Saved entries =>
---
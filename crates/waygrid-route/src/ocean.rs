//! Long-haul open-water routing.
//!
//! The regular search cannot afford map-spanning voyages, so ocean routes
//! are assembled instead: a straight staircase line across open water, with
//! the regular search brought in only to detour around the occasional strip
//! of land the line crosses. The line is tried start-to-goal and, because
//! the staircase is asymmetric, goal-to-start as well.

use log::{debug, error};

use waygrid_core::{Coord, Coord3, TileMap};

use crate::pather::WayPather;
use crate::route::{Route, RouteResult};
use crate::search::{SearchContext, SearchMode, SearchParams};

/// Longest run of land tiles a straight ocean line will try to detour
/// around. Roughly as far as the regular search can route around, and maybe
/// slightly further.
pub const OCEAN_LAND_GAP_TOLERANCE: i32 = 1024;

/// One step of the staircase line: move along the axis with the larger
/// remaining distance, x on ties.
fn staircase_step(pos: Coord, dest: Coord) -> Coord {
    let mut pos = pos;
    if (pos.x - dest.x).abs() >= (pos.y - dest.y).abs() {
        pos.x += if pos.x > dest.x { -1 } else { 1 };
    } else {
        pos.y += if pos.y > dest.y { -1 } else { 1 };
    }
    pos
}

impl Route {
    /// Append a straight line of surface tiles from the route's last tile
    /// to `dest`, ignoring what is on them. Returns whether the line
    /// reached `dest` without leaving the map.
    pub fn append_straight_route(&mut self, map: &TileMap, dest: Coord3) -> bool {
        let dest = dest.to_2d();
        if !map.is_within_limits(dest) {
            return false;
        }
        let mut pos = self.back().to_2d();
        while pos != dest {
            pos = staircase_step(pos, dest);
            if !map.is_within_limits(pos) {
                break;
            }
            if let Some(t) = map.lookup_surface(pos) {
                self.push(t.pos);
            } else {
                break;
            }
        }
        pos == dest
    }

    /// Append the straight line to `dest`, appending only water tiles.
    ///
    /// On hitting land the line keeps scanning across it; if open water
    /// returns within `num` tiles the first water tile after the gap comes
    /// back as `Some(gap)` alongside a partial route ending just before
    /// the land. More land than that is [`RouteResult::TooComplex`]; a
    /// start or end off the water is [`RouteResult::NoRoute`].
    ///
    /// With `is_tall`, height-restricted water (under low bridges) counts
    /// as land.
    fn append_straight_route_mostly_ocean(
        &mut self,
        map: &TileMap,
        dest: Coord3,
        num: i32,
        is_tall: bool,
    ) -> (RouteResult, Option<Coord3>) {
        let dest = dest.to_2d();
        if !map.is_within_limits(dest) {
            return (RouteResult::NoRoute, None);
        }

        let mut pos = self.back().to_2d();
        if !map.lookup_surface(pos).is_some_and(|t| t.water) {
            return (RouteResult::NoRoute, None);
        }
        if !map.lookup_surface(dest).is_some_and(|t| t.water) {
            return (RouteResult::NoRoute, None);
        }

        let mut land_count: i32 = 0;
        let mut land_started = false;

        while pos != dest {
            pos = staircase_step(pos, dest);
            if !map.is_within_limits(pos) {
                return (RouteResult::NoRoute, None);
            }
            let Some(t) = map.lookup_surface(pos) else {
                return (RouteResult::NoRoute, None);
            };

            // for tall ships a low bridge is as bad as land
            let water = t.water && !(is_tall && t.height_restricted);

            if !water && land_count >= num {
                return (RouteResult::TooComplex, None);
            } else if !water {
                land_started = true;
                land_count += 1;
            } else if land_started {
                // past the gap; hand back a partial route and where the
                // water resumes
                return (RouteResult::Valid, Some(t.pos));
            } else {
                self.push(t.pos);
            }
        }
        (RouteResult::Valid, None)
    }

    /// Assemble an ocean route from the route's last tile to `dest`:
    /// straight lines over water, regular searched detours around land
    /// gaps of up to [`OCEAN_LAND_GAP_TOLERANCE`] tiles.
    fn assemble_ocean_route<P: WayPather>(
        &mut self,
        ctx: &mut SearchContext<'_>,
        dest: Coord3,
        pather: &P,
        max_speed: i32,
        is_tall: bool,
    ) -> RouteResult {
        let map = ctx.map;
        let dest_2d = dest.to_2d();
        if !map.is_within_limits(dest_2d) {
            return RouteResult::NoRoute;
        }
        if !map.lookup_surface(self.back().to_2d()).is_some_and(|t| t.water) {
            return RouteResult::NoRoute;
        }
        if !map.lookup_surface(dest_2d).is_some_and(|t| t.water) {
            return RouteResult::NoRoute;
        }

        while self.back().to_2d() != dest_2d {
            let (main_result, gap_end) =
                self.append_straight_route_mostly_ocean(map, dest, OCEAN_LAND_GAP_TOLERANCE, is_tall);

            match (main_result, gap_end) {
                (RouteResult::Valid, Some(gap)) => {
                    debug!("assemble_ocean_route: land at {}, detouring to {gap}", self.back());
                    // detour around the land with the regular search; a
                    // zero top speed would divide costs by zero, so fall
                    // back to flat costs then
                    let params = SearchParams {
                        max_speed,
                        is_tall,
                        mode: if max_speed == 0 {
                            SearchMode::SimpleCost
                        } else {
                            SearchMode::Normal
                        },
                        ..SearchParams::default()
                    };
                    let mut detour = Route::new();
                    let detour_result =
                        detour.intern_calc_route(ctx, self.back(), gap, pather, &params);
                    if detour_result != RouteResult::Valid
                        && detour_result != RouteResult::ValidHaltTooShort
                    {
                        // no way around the land
                        return detour_result;
                    }
                    self.append(&detour);
                }
                (RouteResult::Valid, None) => {
                    if self.back().to_2d() == dest_2d {
                        return RouteResult::Valid;
                    }
                    error!("assemble_ocean_route: line ended short of target with no gap");
                    return RouteResult::NoRoute;
                }
                (other, _) => {
                    // not at the destination and no gap found; usually too
                    // much land on the line
                    return other;
                }
            }
        }
        // the final detour delivered us to the destination
        RouteResult::Valid
    }

    /// Ocean route from `start` to `end`, trying the straight line both
    /// ways: the staircase runs its long axis first, so the reversed line
    /// often crosses entirely different water.
    pub fn calc_ocean_route<P: WayPather>(
        &mut self,
        ctx: &mut SearchContext<'_>,
        start: Coord3,
        end: Coord3,
        pather: &P,
        max_speed: i32,
        is_tall: bool,
    ) -> RouteResult {
        self.clear();
        self.push(start);
        let forward_result = self.assemble_ocean_route(ctx, end, pather, max_speed, is_tall);
        if forward_result == RouteResult::Valid {
            return RouteResult::Valid;
        }

        let mut reversed = Route::new();
        reversed.push(end);
        let reverse_result = reversed.assemble_ocean_route(ctx, start, pather, max_speed, is_tall);
        if reverse_result == RouteResult::Valid {
            self.assign_from_reversed_route(&reversed);
            return RouteResult::Valid;
        }

        self.clear();
        if forward_result == RouteResult::TooComplex || reverse_result == RouteResult::TooComplex {
            RouteResult::TooComplex
        } else {
            RouteResult::NoRoute
        }
    }
}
---
Task description => Return every line holding the word "false" from the records.

Answer =>
            return false;
        let mut land_started = false;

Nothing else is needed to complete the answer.